__AVAILABLE DATA__

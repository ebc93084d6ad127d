//! Deferred host frames
//!
//! Host frames that arrive while a bulk transfer is running are parked here
//! unaltered and replayed in arrival order once the transfer ends. The queue
//! never drops: a full queue is a fatal condition.

use crossbeam::queue::ArrayQueue;
use std::sync::atomic::{AtomicUsize, Ordering};

use crate::constants::PENDING_QUEUE_CAPACITY;
use crate::error::FatalError;
use crate::protocol::Frame;

pub struct PendingFrameQueue {
    queue: ArrayQueue<Frame>,
    high_water: AtomicUsize,
}

impl PendingFrameQueue {
    pub fn new() -> Self {
        Self::with_capacity(PENDING_QUEUE_CAPACITY)
    }

    pub fn with_capacity(capacity: usize) -> Self {
        Self {
            queue: ArrayQueue::new(capacity),
            high_water: AtomicUsize::new(0),
        }
    }

    /// Park a frame
    pub fn push(&self, frame: Frame) -> Result<(), FatalError> {
        self.queue.push(frame).map_err(|_| FatalError::PendingQueueOverflow {
            capacity: self.queue.capacity(),
        })?;
        self.high_water.fetch_max(self.queue.len(), Ordering::Relaxed);
        Ok(())
    }

    /// Oldest parked frame
    pub fn pop(&self) -> Option<Frame> {
        self.queue.pop()
    }

    pub fn is_empty(&self) -> bool {
        self.queue.is_empty()
    }

    pub fn len(&self) -> usize {
        self.queue.len()
    }

    /// Deepest the queue has been
    pub fn high_water(&self) -> usize {
        self.high_water.load(Ordering::Relaxed)
    }
}

impl Default for PendingFrameQueue {
    fn default() -> Self {
        Self::new()
    }
}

__EXERCISE DIRECTIONS__
All that should appear in the response is the run of lines from the first line of the entries through the line containing "Oldest parked frame", copied exactly.

__RESPONSE AREA__
repository ebc93084d6ad127d
//! Deferred host frames
//!
//! Host frames that arrive while a bulk transfer is running are parked here
//! unaltered and replayed in arrival order once the transfer ends. The queue
//! never drops: a full queue is a fatal condition.

use crossbeam::queue::ArrayQueue;
use std::sync::atomic::{AtomicUsize, Ordering};

use crate::constants::PENDING_QUEUE_CAPACITY;
use crate::error::FatalError;
use crate::protocol::Frame;

pub struct PendingFrameQueue {
    queue: ArrayQueue<Frame>,
    high_water: AtomicUsize,
}

impl PendingFrameQueue {
    pub fn new() -> Self {
        Self::with_capacity(PENDING_QUEUE_CAPACITY)
    }

    pub fn with_capacity(capacity: usize) -> Self {
        Self {
            queue: ArrayQueue::new(capacity),
            high_water: AtomicUsize::new(0),
        }
    }

    /// Park a frame
    pub fn push(&self, frame: Frame) -> Result<(), FatalError> {
        self.queue.push(frame).map_err(|_| FatalError::PendingQueueOverflow {
            capacity: self.queue.capacity(),
        })?;
        self.high_water.fetch_max(self.queue.len(), Ordering::Relaxed);
        Ok(())
    }

    /// Oldest parked frame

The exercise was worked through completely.